*Activity:*
Among these records, which lines include "Development"? Copy them out.

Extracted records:
--------
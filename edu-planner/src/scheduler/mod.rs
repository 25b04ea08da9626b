//! Time scheduler: age- and mode-aware PBL session plan
//!
//! Builds one block per learning phase from the focus time left after
//! age-dependent breaks, then reshapes the blocks for the delivery mode
//! (workshop subset, camp days). Internal failures degrade to a fixed
//! three-block schedule.

pub mod age_params;
pub mod breaks;
pub mod camp;
pub mod phases;

use crate::types::{
    AgeRange, BreakKind, BreakSlot, DailySegment, LearningPhase, ParsedRequirement,
    ScheduleTemplate, TimeBlock, TimeMode, TotalDuration,
};
use age_params::AgeParams;
use camp::CampDays;
use edu_common::config::SchedulerConfig;
use edu_common::time::minutes_as_hours;
use thiserror::Error;
use tracing::{debug, info, warn};

/// Default camp layout when the duration does not say
pub const DEFAULT_CAMP_DAYS: u32 = 3;
pub const DEFAULT_CAMP_HOURS_PER_DAY: u32 = 6;

/// Longest camp the scheduler will lay out day by day
pub const MAX_CAMP_DAYS: u32 = 366;

/// Phases kept in workshop mode
const WORKSHOP_PHASES: [LearningPhase; 3] = [
    LearningPhase::Exploration,
    LearningPhase::Development,
    LearningPhase::Presentation,
];

/// Internal scheduling failure that switches to the fallback schedule
#[derive(Debug, Clone, PartialEq, Eq, Error)]
pub enum ScheduleError {
    #[error("camp has zero days")]
    NoCampDays,

    #[error("camp of {0} days exceeds the {max} day limit", max = MAX_CAMP_DAYS)]
    TooManyCampDays(u32),

    #[error("no focus time to distribute")]
    NoFocusTime,

    #[error("{total_hours} hours does not fit in a minute count")]
    DurationTooLarge { total_hours: u32 },

    #[error("camp redistribution over {days} days produced no blocks")]
    EmptyCamp { days: u32 },
}

/// Builds `ScheduleTemplate`s; cheap to clone and safe to share
#[derive(Debug, Clone)]
pub struct TimeScheduler {
    reconcile_camp_remainder: bool,
}

impl Default for TimeScheduler {
    fn default() -> Self {
        Self::new()
    }
}

impl TimeScheduler {
    pub fn new() -> Self {
        Self::with_config(&SchedulerConfig::default())
    }

    pub fn with_config(config: &SchedulerConfig) -> Self {
        Self {
            reconcile_camp_remainder: config.reconcile_camp_remainder,
        }
    }

    /// Schedule a parsed requirement
    pub fn schedule_for(&self, parsed: &ParsedRequirement) -> ScheduleTemplate {
        self.create_schedule(
            parsed.time_mode.label(),
            (parsed.age_range.min, parsed.age_range.max),
            &parsed.total_duration,
            &parsed.topic,
            &parsed.target_skills,
            &parsed.final_deliverables,
        )
    }

    /// Build a schedule; never fails
    ///
    /// `mode` is a mode label (集训营模式 ...) or snake_case name; anything
    /// else schedules as a weekly course. `deliverables` are accepted for
    /// call-site symmetry with the parser output and do not affect timing.
    pub fn create_schedule(
        &self,
        mode: &str,
        age_range: (u32, u32),
        total_duration: &TotalDuration,
        topic: &str,
        skills: &[String],
        deliverables: &[String],
    ) -> ScheduleTemplate {
        let range = AgeRange::from(age_range);
        info!(
            mode = %mode,
            min_age = range.min,
            max_age = range.max,
            deliverables = deliverables.len(),
            "Creating schedule"
        );

        let time_mode = TimeMode::from_label(mode).unwrap_or_else(|| {
            debug!(mode = %mode, "Unknown time mode, scheduling as weekly course");
            TimeMode::Weekly
        });

        match self.try_schedule(time_mode, range, total_duration, topic, skills) {
            Ok(schedule) => {
                info!(
                    mode = schedule.mode.name(),
                    blocks = schedule.session_blocks.len(),
                    breaks = schedule.break_schedule.len(),
                    total_minutes = schedule.total_block_minutes(),
                    "Schedule created"
                );
                schedule
            }
            Err(e) => {
                warn!(error = %e, "Scheduling failed, using fallback schedule");
                fallback(range, total_duration, &e)
            }
        }
    }

    fn try_schedule(
        &self,
        mode: TimeMode,
        range: AgeRange,
        total_duration: &TotalDuration,
        topic: &str,
        skills: &[String],
    ) -> Result<ScheduleTemplate, ScheduleError> {
        let params = age_params::resolve(range);
        let total_hours = total_duration.effective_total_hours();
        let total_minutes = total_hours
            .checked_mul(60)
            .ok_or(ScheduleError::DurationTooLarge { total_hours })?;
        let focus_minutes = focus_time(total_minutes, params.break_ratio);
        if focus_minutes == 0 {
            return Err(ScheduleError::NoFocusTime);
        }

        let blocks = phases::allocate(focus_minutes, &params, topic, skills);
        let (session_blocks, camp_days) = self.adapt_for_mode(blocks, mode, &params, total_duration)?;

        let break_schedule = breaks::schedule(&session_blocks, params.focus_minutes);
        let daily_structure = daily_structure(&session_blocks, camp_days);
        let flexibility_options = flexibility_options(mode, range);

        Ok(ScheduleTemplate {
            mode,
            age_range: range,
            total_duration: total_duration.clone(),
            session_blocks,
            break_schedule,
            daily_structure,
            flexibility_options,
            is_fallback: false,
            warnings: Vec::new(),
        })
    }

    /// Returns the reshaped blocks and, for camps, the day count
    fn adapt_for_mode(
        &self,
        blocks: Vec<TimeBlock>,
        mode: TimeMode,
        params: &AgeParams,
        total_duration: &TotalDuration,
    ) -> Result<(Vec<TimeBlock>, Option<u32>), ScheduleError> {
        match mode {
            TimeMode::Weekly | TimeMode::Semester => Ok((blocks, None)),
            TimeMode::Workshop => Ok((
                blocks
                    .into_iter()
                    .filter(|b| WORKSHOP_PHASES.contains(&b.phase))
                    .collect(),
                None,
            )),
            TimeMode::IntensiveCamp => {
                let days = total_duration.days.unwrap_or(DEFAULT_CAMP_DAYS);
                if days > MAX_CAMP_DAYS {
                    return Err(ScheduleError::TooManyCampDays(days));
                }
                let hours_per_day = total_duration
                    .hours_per_day
                    .unwrap_or(DEFAULT_CAMP_HOURS_PER_DAY);
                let camp_hours = days.saturating_mul(hours_per_day);
                if camp_hours.checked_mul(60).is_none() {
                    return Err(ScheduleError::DurationTooLarge {
                        total_hours: camp_hours,
                    });
                }
                let camp = CampDays::new(days, hours_per_day, params.break_ratio);
                let blocks = camp::distribute(&blocks, camp, self.reconcile_camp_remainder)?;
                Ok((blocks, Some(days)))
            }
        }
    }
}

/// Minutes left for teaching after breaks
fn focus_time(total_minutes: u32, break_ratio: f64) -> u32 {
    (total_minutes as f64 * (1.0 - break_ratio) + 1e-6).floor() as u32
}

fn summary_line(block: &TimeBlock) -> String {
    format!(
        "{}: {}小时",
        block.phase.label(),
        minutes_as_hours(block.duration_minutes)
    )
}

fn daily_structure(blocks: &[TimeBlock], camp_days: Option<u32>) -> Vec<DailySegment> {
    match camp_days {
        Some(days) => (1..=days)
            .map(|day| DailySegment {
                label: format!("第{}天", day),
                lines: blocks
                    .iter()
                    .filter(|b| b.day == Some(day))
                    .map(summary_line)
                    .collect(),
            })
            .collect(),
        None => vec![DailySegment {
            label: "标准课时".to_string(),
            lines: blocks.iter().map(summary_line).collect(),
        }],
    }
}

fn flexibility_options(mode: TimeMode, range: AgeRange) -> Vec<String> {
    let mut options = vec![
        "可根据学生兴趣动态调整时间分配",
        "支持个性化学习进度安排",
        "提供快慢班分层教学方案",
    ];
    if mode == TimeMode::IntensiveCamp {
        options.extend(["支持半天/全天灵活安排", "可插入户外活动时间", "应急时间预留方案"]);
    }
    if range.span() > 5 {
        options.push("提供年龄分组的差异化时间安排");
    }
    options.into_iter().map(String::from).collect()
}

/// Fixed three-block weekly schedule (10% / 70% / 20% of total hours)
fn fallback(range: AgeRange, total_duration: &TotalDuration, error: &ScheduleError) -> ScheduleTemplate {
    let total_minutes = total_duration.effective_total_hours() as f64 * 60.0;
    let share = |ratio: f64| (total_minutes * ratio + 1e-6).floor() as u32;

    let block = |phase, ratio, description: &str, activities: &[&str], tool: &str, break_after| {
        let minutes = share(ratio);
        TimeBlock {
            phase,
            day: None,
            duration_minutes: minutes,
            optimal_duration_minutes: minutes,
            description: description.to_string(),
            activities: activities.iter().map(|s| s.to_string()).collect(),
            ai_tools: vec![tool.to_string()],
            break_after,
        }
    };

    let session_blocks = vec![
        block(LearningPhase::Introduction, 0.1, "课程导入", &["问题导入", "兴趣激发"], "ChatGPT", false),
        block(LearningPhase::Development, 0.7, "核心学习", &["技能学习", "项目制作"], "AI创作工具", true),
        block(LearningPhase::Presentation, 0.2, "成果展示", &["作品展示", "学习总结"], "演示工具", false),
    ];
    let daily_structure = vec![DailySegment {
        label: "标准安排".to_string(),
        lines: session_blocks.iter().map(summary_line).collect(),
    }];

    ScheduleTemplate {
        mode: TimeMode::Weekly,
        age_range: range,
        total_duration: total_duration.clone(),
        session_blocks,
        break_schedule: vec![BreakSlot {
            after_block: 1,
            duration_minutes: 15,
            kind: BreakKind::ActiveBreak,
        }],
        daily_structure,
        flexibility_options: vec!["支持灵活时间调整".to_string()],
        is_fallback: true,
        warnings: vec![error.to_string()],
    }
}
--------
*Task answer:*
    LearningPhase::Development,
        block(LearningPhase::Development, 0.7, "核心学习", &["技能学习", "项目制作"], "AI创作工具", true),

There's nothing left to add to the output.